Rdatatable / data.table

R's data.table package extends data.frame:
http://r-datatable.com
Mozilla Public License 2.0
3.62k stars 986 forks source link

as.Date can result in different underlying types #6602

Open ben-schwen opened 4 days ago

ben-schwen commented 4 days ago

R CMD check is currently failing on windows-devel with typeof x.START_DATE (integer) != typeof i.DATE (double)

The responsible code is explicitly casting to as.Date, so I guess this a bug in R-devel?

Seems related to this recent change in R-devel: https://bugs.r-project.org/show_bug.cgi?id=18782

MichaelChirico commented 4 days ago

Could you link the data.table code since you found it?

Id say yes it's likely related to that Bugzilla report + associated fix.

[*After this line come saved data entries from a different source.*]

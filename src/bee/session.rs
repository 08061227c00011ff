use std::fs::{self, File};
use std::io::{self, BufWriter, Write};
use std::path::{Path, PathBuf};

use chrono::{DateTime, Local};
use serde::{Deserialize, Serialize};

use crate::error::Result;

/// Snapshot of one word-game session, written when the game is closed.
#[derive(Debug, Clone, PartialEq, Serialize, Deserialize)]
pub struct Session
{
    pub pangram: String,
    pub required_letter: char,
    pub surround_letters: Vec<char>,
    pub good_guesses: Vec<String>,
    pub pangram_guesses: Vec<String>,
    pub bad_word_guesses: Vec<String>,
    pub bad_letter_guesses: Vec<String>,
    pub point_total: u32,
    pub maximum_points: u32,
    pub total_num_answers: usize,
    pub level: String,
    pub saved_at: DateTime<Local>,
}

impl Session
{
    fn file_stem(&self) -> String
    {
        format!("spellingbee_{}_{}", self.pangram, self.saved_at.format("%Y%m%d-%H%M%S"))
    }

    pub fn file_name(&self) -> String
    {
        format!("{}.json", self.file_stem())
    }

    /// Writes to a new file; a numeric suffix keeps saves from the same second apart.
    pub fn write(&self, dir: &Path) -> Result<PathBuf>
    {
        fs::create_dir_all(dir)?;
        let (file, path) = self.create_file(dir)?;
        let mut writer = BufWriter::new(file);
        serde_json::to_writer_pretty(&mut writer, self)?;
        writer.write_all(b"\n")?;
        writer.flush()?;
        Ok(path)
    }

    fn create_file(&self, dir: &Path) -> Result<(File, PathBuf)>
    {
        let mut path = dir.join(self.file_name());
        let mut suffix = 0;
        loop {
            match File::options().write(true).create_new(true).open(&path) {
                Ok(file) => return Ok((file, path)),
                Err(err) if err.kind() == io::ErrorKind::AlreadyExists => {
                    suffix += 1;
                    path = dir.join(format!("{}_{suffix}.json", self.file_stem()));
                }
                Err(err) => return Err(err.into()),
            }
        }
    }
}

#[cfg(test)]
mod tests
{
    use super::*;
    use chrono::TimeZone;
    use pretty_assertions::assert_eq;

    fn session() -> Session
    {
        Session {
            pangram: "PLANTED".to_string(),
            required_letter: 'A',
            surround_letters: vec!['P', 'L', 'N', 'T', 'E', 'D'],
            good_guesses: vec!["PLANT".to_string()],
            pangram_guesses: Vec::new(),
            bad_word_guesses: Vec::new(),
            bad_letter_guesses: Vec::new(),
            point_total: 5,
            maximum_points: 32,
            total_num_answers: 6,
            level: "Solid".to_string(),
            saved_at: Local.with_ymd_and_hms(2026, 10, 19, 8, 30, 5).unwrap(),
        }
    }

    #[test]
    fn file_name_carries_pangram_and_timestamp()
    {
        assert_eq!(session().file_name(), "spellingbee_PLANTED_20261019-083005.json");
    }

    #[test]
    fn saves_in_the_same_second_do_not_overwrite()
    {
        let dir = std::env::temp_dir().join(format!("desk-puzzles-session-{}", std::process::id()));
        let _ = fs::remove_dir_all(&dir);

        let first = session();
        let mut second = session();
        second.point_total = 6;

        let first_path = first.write(&dir).unwrap();
        let second_path = second.write(&dir).unwrap();
        assert_ne!(first_path, second_path);
        assert_eq!(
            second_path.file_name().unwrap().to_string_lossy(),
            "spellingbee_PLANTED_20261019-083005_1.json"
        );

        let read = |path: &Path| -> Session { serde_json::from_str(&fs::read_to_string(path).unwrap()).unwrap() };
        assert_eq!(read(&first_path), first);
        assert_eq!(read(&second_path), second);

        fs::remove_dir_all(&dir).unwrap();
    }
}
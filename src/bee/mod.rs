mod dictionary;
mod session;

pub use dictionary::{Dictionary, Puzzle};
pub use session::Session;

use std::collections::BTreeSet;
use std::fmt;
use std::path::{Path, PathBuf};

use chrono::Local;
use rand::Rng;
use rand::seq::SliceRandom;
use tracing::{debug, info};

use crate::error::Result;
use dictionary::distinct_letters;

pub const MIN_WORD_LENGTH: usize = 4;
pub const MAX_WORD_LENGTH: usize = 19;
pub const NUM_LETTERS: usize = 7;

#[derive(Clone, Copy, Debug, PartialEq, Eq, PartialOrd, Ord)]
pub enum PointLevel
{
    Beginning,
    GoodStart,
    MovingUp,
    Good,
    Solid,
    Nice,
    Great,
    Amazing,
    Genius,
    QueenBee,
}

impl PointLevel
{
    pub const ALL: [PointLevel; 10] = [
        PointLevel::Beginning,
        PointLevel::GoodStart,
        PointLevel::MovingUp,
        PointLevel::Good,
        PointLevel::Solid,
        PointLevel::Nice,
        PointLevel::Great,
        PointLevel::Amazing,
        PointLevel::Genius,
        PointLevel::QueenBee,
    ];

    /// Share of the maximum points, in percent, needed to reach this level.
    pub fn threshold(self) -> u32
    {
        match self {
            PointLevel::Beginning => 0,
            PointLevel::GoodStart => 2,
            PointLevel::MovingUp => 5,
            PointLevel::Good => 8,
            PointLevel::Solid => 15,
            PointLevel::Nice => 25,
            PointLevel::Great => 40,
            PointLevel::Amazing => 50,
            PointLevel::Genius => 70,
            PointLevel::QueenBee => 100,
        }
    }

    pub fn for_points(points: u32, maximum: u32) -> Self
    {
        if maximum == 0 {
            return PointLevel::Beginning;
        }
        let scaled = u64::from(points) * 100;
        Self::ALL
            .into_iter()
            .rev()
            .find(|level| scaled >= u64::from(level.threshold()) * u64::from(maximum))
            .unwrap_or(PointLevel::Beginning)
    }
}

impl fmt::Display for PointLevel
{
    fn fmt(&self, f: &mut fmt::Formatter<'_>) -> fmt::Result
    {
        let name = match self {
            PointLevel::Beginning => "Beginning",
            PointLevel::GoodStart => "Good Start",
            PointLevel::MovingUp => "Moving Up",
            PointLevel::Good => "Good",
            PointLevel::Solid => "Solid",
            PointLevel::Nice => "Nice",
            PointLevel::Great => "Great",
            PointLevel::Amazing => "Amazing",
            PointLevel::Genius => "Genius",
            PointLevel::QueenBee => "Queen Bee",
        };
        f.write_str(name)
    }
}

#[derive(Clone, Debug, PartialEq, Eq)]
pub enum GuessOutcome
{
    TooShort,
    AlreadyFound,
    AlreadyTried,
    PluralIgnored,
    Accepted { points: u32, pangram: bool },
    MissingRequired,
    UnavailableLetter(char),
    NotAWord,
    GameOver,
}

impl GuessOutcome
{
    pub fn message(&self, word: &str) -> String
    {
        match self {
            GuessOutcome::TooShort => format!("Words need at least {MIN_WORD_LENGTH} letters"),
            GuessOutcome::AlreadyFound => format!("Already have '{word}'  ;)"),
            GuessOutcome::AlreadyTried => format!("Already tried '{word}'  :("),
            GuessOutcome::PluralIgnored => "Most simple PLURALS are IGNORED  :p".to_string(),
            GuessOutcome::Accepted { points, pangram: true } => format!("Pangram! {points} points."),
            GuessOutcome::Accepted { points: 1, .. } => "1 point!".to_string(),
            GuessOutcome::Accepted { points, .. } => format!("{points} points!"),
            GuessOutcome::MissingRequired => "MISSING Central letter!".to_string(),
            GuessOutcome::UnavailableLetter(c) => format!("UNAVAILABLE letter '{c}'  :o"),
            GuessOutcome::NotAWord => ":(".to_string(),
            GuessOutcome::GameOver => "VICTORY!".to_string(),
        }
    }
}

pub struct GameEngine
{
    puzzle: Puzzle,
    answers: BTreeSet<String>,
    maximum_points: u32,
    good_guesses: Vec<String>,
    pangram_guesses: Vec<String>,
    bad_word_guesses: Vec<String>,
    bad_letter_guesses: Vec<String>,
    point_total: u32,
    current_points: u32,
    level: PointLevel,
}
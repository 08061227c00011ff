use std::collections::BTreeSet;
use std::fs;
use std::path::Path;

use rand::Rng;
use rand::seq::SliceRandom;
use tracing::{info, warn};

use super::{MAX_WORD_LENGTH, MIN_WORD_LENGTH, NUM_LETTERS};
use crate::error::{Error, Result};
use crate::words::WORDS;

pub struct Dictionary
{
    words: BTreeSet<String>,
}

impl Dictionary
{
    /// Keeps alphabetic words that fit the playable length range, uppercased.
    pub fn from_words<I, S>(words: I) -> Self
    where
        I: IntoIterator<Item = S>,
        S: AsRef<str>,
    {
        let words = words
            .into_iter()
            .map(|word| word.as_ref().trim().to_ascii_uppercase())
            .filter(|word| {
                (MIN_WORD_LENGTH..=MAX_WORD_LENGTH).contains(&word.len())
                    && word.chars().all(|c| c.is_ascii_alphabetic())
            })
            .collect();
        Self { words }
    }

    pub fn embedded() -> Self
    {
        Self::from_words(WORDS.iter())
    }

    pub fn load<P: AsRef<Path>>(path: P) -> Result<Self>
    {
        let path = path.as_ref();
        let content = fs::read_to_string(path).map_err(|source| Error::Dictionary {
            path: path.to_path_buf(),
            source,
        })?;
        let dict = Self::from_words(content.lines());
        if dict.is_empty() {
            warn!(path = %path.display(), "dictionary has no playable words");
        }
        info!("Loaded {} words from {}", dict.len(), path.display());
        Ok(dict)
    }

    #[cfg(test)]
    pub fn contains(&self, word: &str) -> bool
    {
        self.words.contains(&word.to_ascii_uppercase())
    }

    pub fn len(&self) -> usize
    {
        self.words.len()
    }

    pub fn is_empty(&self) -> bool
    {
        self.words.is_empty()
    }

    pub fn iter(&self) -> impl Iterator<Item = &str>
    {
        self.words.iter().map(String::as_str)
    }

    /// Words made of exactly seven distinct letters.
    pub fn pangram_candidates(&self) -> Vec<&str>
    {
        self.iter()
            .filter(|word| distinct_letters(word).len() == NUM_LETTERS)
            .collect()
    }
}

pub(crate) fn distinct_letters(word: &str) -> BTreeSet<char>
{
    word.chars().collect()
}

#[derive(Clone, Debug, PartialEq, Eq)]
pub struct Puzzle
{
    pangram: String,
    required_letter: char,
    surround_letters: Vec<char>,
}

impl Puzzle
{
    pub fn new(pangram: &str, required_letter: char) -> Result<Self>
    {
        let pangram = pangram.trim().to_ascii_uppercase();
        let required_letter = required_letter.to_ascii_uppercase();

        if !pangram.chars().all(|c| c.is_ascii_alphabetic()) {
            return Err(Error::Puzzle(format!("'{pangram}' is not a plain word")));
        }
        if pangram.len() > MAX_WORD_LENGTH {
            return Err(Error::Puzzle(format!(
                "'{pangram}' is longer than {MAX_WORD_LENGTH} letters"
            )));
        }
        if distinct_letters(&pangram).len() != NUM_LETTERS {
            return Err(Error::Puzzle(format!(
                "'{pangram}' must use exactly {NUM_LETTERS} different letters"
            )));
        }
        if !pangram.contains(required_letter) {
            return Err(Error::Puzzle(format!(
                "required letter '{required_letter}' is not in '{pangram}'"
            )));
        }

        let mut surround_letters = Vec::with_capacity(NUM_LETTERS - 1);
        for c in pangram.chars() {
            if c != required_letter && !surround_letters.contains(&c) {
                surround_letters.push(c);
            }
        }

        Ok(Self {
            pangram,
            required_letter,
            surround_letters,
        })
    }

    pub fn random<R: Rng + ?Sized>(dict: &Dictionary, rng: &mut R) -> Result<Self>
    {
        let candidates = dict.pangram_candidates();
        let pangram = candidates
            .choose(rng)
            .ok_or_else(|| Error::Puzzle("dictionary has no seven-letter pangrams".to_string()))?;
        let letters: Vec<char> = distinct_letters(pangram).into_iter().collect();
        let required = letters[rng.gen_range(0..letters.len())];
        Self::new(pangram, required)
    }

    pub fn pangram(&self) -> &str
    {
        &self.pangram
    }

    pub fn required_letter(&self) -> char
    {
        self.required_letter
    }

    pub fn surround_letters(&self) -> &[char]
    {
        &self.surround_letters
    }

    pub fn contains_letter(&self, c: char) -> bool
    {
        c == self.required_letter || self.surround_letters.contains(&c)
    }
}

#[cfg(test)]
mod tests
{
    use super::*;
    use pretty_assertions::assert_eq;
    use rand::SeedableRng;
    use rand::rngs::StdRng;

    #[test]
    fn from_words_normalises_and_filters()
    {
        let dict = Dictionary::from_words(["plant", " Deal ", "cat", "co-op", "", "PEDAL"]);
        assert_eq!(dict.len(), 3);
        assert!(dict.contains("plant"));
        assert!(dict.contains("DEAL"));
        assert!(!dict.contains("cat"));
        assert!(!dict.contains("co-op"));
    }

    #[test]
    fn from_words_drops_words_too_long_to_type()
    {
        let long = "pantedplantedplanted";
        assert_eq!(long.len(), MAX_WORD_LENGTH + 1);
        let dict = Dictionary::from_words(["planted", long, &long[..MAX_WORD_LENGTH]]);
        assert_eq!(dict.len(), 2);
        assert!(!dict.contains(long));
        assert!(dict.contains(&long[..MAX_WORD_LENGTH]));
    }

    #[test]
    fn embedded_list_has_pangrams()
    {
        let dict = Dictionary::embedded();
        assert!(!dict.is_empty());
        let candidates = dict.pangram_candidates();
        assert!(candidates.contains(&"PLANTED"));
        assert!(candidates.contains(&"MONARCH"));
        assert!(!candidates.contains(&"PLANT"));
    }

    #[test]
    fn load_reads_one_word_per_line()
    {
        let dir = std::env::temp_dir().join(format!("desk-puzzles-dict-{}", std::process::id()));
        fs::create_dir_all(&dir).unwrap();
        let path = dir.join("words.txt");
        fs::write(&path, "planted\nplant\n\nx\n").unwrap();

        let dict = Dictionary::load(&path).unwrap();
        assert_eq!(dict.len(), 2);
        assert!(dict.contains("PLANTED"));

        fs::remove_dir_all(&dir).unwrap();
    }

    #[test]
    fn load_missing_file_is_a_dictionary_error()
    {
        let err = Dictionary::load("/definitely/not/here.txt").err().unwrap();
        assert!(matches!(err, Error::Dictionary { .. }));
    }

    #[test]
    fn puzzle_splits_required_and_surround()
    {
        let puzzle = Puzzle::new("planted", 'a').unwrap();
        assert_eq!(puzzle.pangram(), "PLANTED");
        assert_eq!(puzzle.required_letter(), 'A');
        assert_eq!(puzzle.surround_letters(), &['P', 'L', 'N', 'T', 'E', 'D']);
        assert!(puzzle.contains_letter('D'));
        assert!(!puzzle.contains_letter('S'));
    }

    #[test]
    fn puzzle_rejects_bad_input()
    {
        assert!(Puzzle::new("plant", 'a').is_err());
        assert!(Puzzle::new("planted", 'z').is_err());
        assert!(Puzzle::new("plan ted", 'a').is_err());
        assert!(Puzzle::new("pantedplantedplanted", 'a').is_err());
    }

    #[test]
    fn random_puzzle_comes_from_candidates()
    {
        let dict = Dictionary::from_words(["planted", "plant", "deal"]);
        let mut rng = StdRng::seed_from_u64(3);
        let puzzle = Puzzle::random(&dict, &mut rng).unwrap();
        assert_eq!(puzzle.pangram(), "PLANTED");
        assert!(puzzle.pangram().contains(puzzle.required_letter()));
        assert_eq!(puzzle.surround_letters().len(), 6);

        let empty = Dictionary::from_words(["plant"]);
        assert!(Puzzle::random(&empty, &mut rng).is_err());
    }
}
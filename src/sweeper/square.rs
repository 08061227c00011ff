#[derive(Clone, Copy, Debug, PartialEq, Eq, Hash)]
pub struct Pos
{
    pub x: usize,
    pub y: usize,
}

impl Pos
{
    pub const fn new(x: usize, y: usize) -> Self
    {
        Self { x, y }
    }
}

#[derive(Clone, Copy, Debug, Default, PartialEq, Eq)]
pub struct Square
{
    pub is_start: bool,
    pub is_mine: bool,
    pub adjacent: u8,
    pub is_revealed: bool,
    pub is_flagged: bool,
    /// Flag sitting on a safe square, found by a failed clear.
    pub bad_flag: bool,
    /// Unflagged mine next to a failed clear.
    pub missing_flag: bool,
}

/// What a revealed square shows on the board.
#[derive(Clone, Copy, Debug, PartialEq, Eq)]
pub enum Face
{
    Hidden,
    Flagged,
    Start,
    BadFlag,
    MissingFlag,
    Mine,
    Number(u8),
    Empty,
}

impl Square
{
    pub fn face(&self) -> Face
    {
        if !self.is_revealed {
            return if self.is_flagged {
                Face::Flagged
            } else {
                Face::Hidden
            };
        }

        if self.is_start {
            Face::Start
        } else if self.bad_flag {
            Face::BadFlag
        } else if self.missing_flag {
            Face::MissingFlag
        } else if self.is_mine {
            Face::Mine
        } else if self.adjacent > 0 {
            Face::Number(self.adjacent)
        } else {
            Face::Empty
        }
    }
}
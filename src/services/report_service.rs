//! Servicio de reportes de mantenimiento
//!
//! Genera el reporte sobre los registros fixture en JSON, CSV o HTML.
//! La generación "asíncrona" no tiene cola de trabajos: devuelve un
//! estado fabricado, fiel al comportamiento del servidor original.

use chrono::{Duration, Utc};
use rand::Rng;
use uuid::Uuid;

use crate::dto::report_dto::{
    MaintenanceReport, ReportPeriod, ReportStatistics, ReportStatus,
};
use crate::models::maintenance::MaintenanceRecord;
use crate::models::vehicle::Vehicle;

pub fn build_report(
    vehicle: &Vehicle,
    records: &[MaintenanceRecord],
    include_costs: bool,
    include_details: bool,
) -> MaintenanceReport {
    let now = Utc::now();
    let total_cost: f64 = records.iter().map(|r| r.cost).sum();
    let total_downtime: f64 = records.iter().map(|r| r.duration_hours).sum();

    MaintenanceReport {
        vehicle_id: vehicle.id,
        vehicle_info: vehicle.clone(),
        report_period: ReportPeriod {
            start_date: now - Duration::days(365),
            end_date: now,
        },
        total_maintenance_count: records.len(),
        total_cost: include_costs.then_some(total_cost),
        maintenance_records: include_details.then(|| records.to_vec()),
        statistics: ReportStatistics {
            average_cost_per_maintenance: if records.is_empty() {
                0.0
            } else {
                total_cost / records.len() as f64
            },
            total_downtime_hours: total_downtime,
        },
        generated_at: now,
    }
}

pub fn render_csv(vehicle: &Vehicle, records: &[MaintenanceRecord]) -> String {
    let total_cost: f64 = records.iter().map(|r| r.cost).sum();
    format!(
        "Vehicle ID,Vehicle Name,Total Maintenance Count,Total Cost\n{},{},{},{}",
        vehicle.id,
        vehicle.name,
        records.len(),
        total_cost
    )
}

pub fn render_html(vehicle: &Vehicle, records: &[MaintenanceRecord]) -> String {
    let total_cost: f64 = records.iter().map(|r| r.cost).sum();
    format!(
        "<html>\n  <head><title>Maintenance Report for {name}</title></head>\n  <body>\n    <h1>Maintenance Report</h1>\n    <h2>{name}</h2>\n    <p>Total Maintenance Records: {count}</p>\n    <p>Total Cost: ${cost}</p>\n    <p>Generated: {generated}</p>\n  </body>\n</html>",
        name = vehicle.name,
        count = records.len(),
        cost = total_cost,
        generated = Utc::now().to_rfc3339(),
    )
}

/// Estado inicial de un reporte "en generación"
pub fn start_generation(vehicle_id: i64, base_url: &str) -> ReportStatus {
    let report_id = format!("report_{}_{}", vehicle_id, Uuid::new_v4());
    ReportStatus {
        download_url: format!("{}/api/reports/download/{}", base_url, report_id),
        report_id,
        status: "PROCESSING".to_string(),
        estimated_completion_time: Utc::now() + Duration::seconds(30),
        progress: 0,
    }
}

/// Estado fabricado de un reporte previamente "encolado"
pub fn poll_status(report_id: &str, base_url: &str) -> ReportStatus {
    let completed = rand::thread_rng().gen::<f64>() > 0.3;
    ReportStatus {
        report_id: report_id.to_string(),
        status: if completed { "COMPLETED" } else { "PROCESSING" }.to_string(),
        estimated_completion_time: Utc::now() + Duration::seconds(15),
        progress: if completed { 100 } else { 75 },
        download_url: format!("{}/api/reports/download/{}", base_url, report_id),
    }
}
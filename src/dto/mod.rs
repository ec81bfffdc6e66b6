pub mod dealership_dto;
pub mod report_dto;
pub mod vehicle_dto;
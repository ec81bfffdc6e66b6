//! Utilidades del sistema
//!
//! Este módulo contiene utilidades para manejo de errores y
//! otras funcionalidades comunes.

pub mod errors;
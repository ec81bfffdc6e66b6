//! Routers por recurso

pub mod dealership_routes;
pub mod report_routes;
pub mod shop_routes;
pub mod vehicle_routes;

use axum::Json;
use serde_json::json;

/// Health check del servicio
pub async fn health() -> Json<serde_json::Value> {
    Json(json!({
        "status": "OK",
        "timestamp": chrono::Utc::now().to_rfc3339(),
        "services": {
            "vehicles": "operational",
            "shop": "operational",
            "reports": "operational",
            "dealerships": "operational"
        }
    }))
}
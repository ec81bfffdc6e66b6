//! Modelo de Dealership
//!
//! Concesionarios de solo lectura: datos fixture cargados al arrancar.

use serde::{Deserialize, Serialize};

use crate::models::vehicle::Coordinates;

#[derive(Debug, Clone, Serialize, Deserialize)]
#[serde(rename_all = "camelCase")]
pub struct Dealership {
    pub id: i64,
    pub name: String,
    pub location: Coordinates,
    pub address: String,
    pub working_hours: String,
    pub phone: String,
    pub rating: f64,
}

impl Dealership {
    /// Distancia euclidiana hasta un punto dado
    pub fn distance_to(&self, point: &Coordinates) -> f64 {
        ((self.location.x - point.x).powi(2) + (self.location.y - point.y).powi(2)).sqrt()
    }
}
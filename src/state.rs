//! Shared application state
//!
//! Este módulo define el estado compartido que se pasa a través del
//! router de Axum: el repositorio de vehículos detrás de un RwLock
//! (las mutaciones se serializan, las lecturas pueden concurrir) y
//! los datos fixture de solo lectura.

use std::collections::HashMap;
use std::sync::Arc;

use tokio::sync::RwLock;

use crate::config::environment::EnvironmentConfig;
use crate::models::dealership::Dealership;
use crate::models::maintenance::MaintenanceRecord;
use crate::repositories::{fixture_data, vehicle_repository::VehicleRepository};

#[derive(Clone)]
pub struct AppState {
    pub repository: Arc<RwLock<VehicleRepository>>,
    pub config: EnvironmentConfig,
    pub dealerships: Arc<Vec<Dealership>>,
    pub maintenance_records: Arc<HashMap<i64, Vec<MaintenanceRecord>>>,
}

impl AppState {
    /// Estado de producción: inventario sembrado con los fixtures
    pub fn new(config: EnvironmentConfig) -> Self {
        Self::with_repository(config, VehicleRepository::with_fixtures())
    }

    /// Estado con un repositorio arbitrario (tests)
    pub fn with_repository(config: EnvironmentConfig, repository: VehicleRepository) -> Self {
        Self {
            repository: Arc::new(RwLock::new(repository)),
            config,
            dealerships: Arc::new(fixture_data::dealerships()),
            maintenance_records: Arc::new(fixture_data::maintenance_records()),
        }
    }
}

Seems R-core want to move more towards greedily allowing Date type to have underlying integer storage sometimes, not sure what exactly we should do in light of that.

ben-schwen commented 4 days ago

It is test case 1848.1 https://github.com/Rdatatable/data.table/blob/6a15f8617de121a406cee97b22e83e0c2c4bb034/inst/tests/tests.Rraw#L12219-L12233

As you mentioned, with R-devel r87285 on Windows we have typeof(seq(as.Date('2015-01-01'), as.Date('2015-01-05'), by="day")) returning integer while the previous behavior was that it always returned double.

The strange part is that typeof(DT1$DATE) and typeof(DT2$START_DATE) both return "integer" on R-devel r87285, so bmerge should work.

ben-schwen commented 4 days ago

Update: Turning on verbose tells us the problem here. We do a join where a single column, is in two join conditions.

i.RANDOM_STRING has same type (character) as x.RANDOM_STRING. No coercion needed.
i.DATE has same type (integer) as x.START_DATE. No coercion needed.
Coercing integer column i.DATE to type double for join to match type of x.EXPIRY_DATE.

Minimal reprex:

date_int = seq(as.Date('2015-01-01'), as.Date('2015-01-01'), by="day")
x = data.table(a=date_int, b=1)
y = data.table(c=date_int, d=as.Date('2015-01-01'))
y[x, on=.(c == a, d == a)]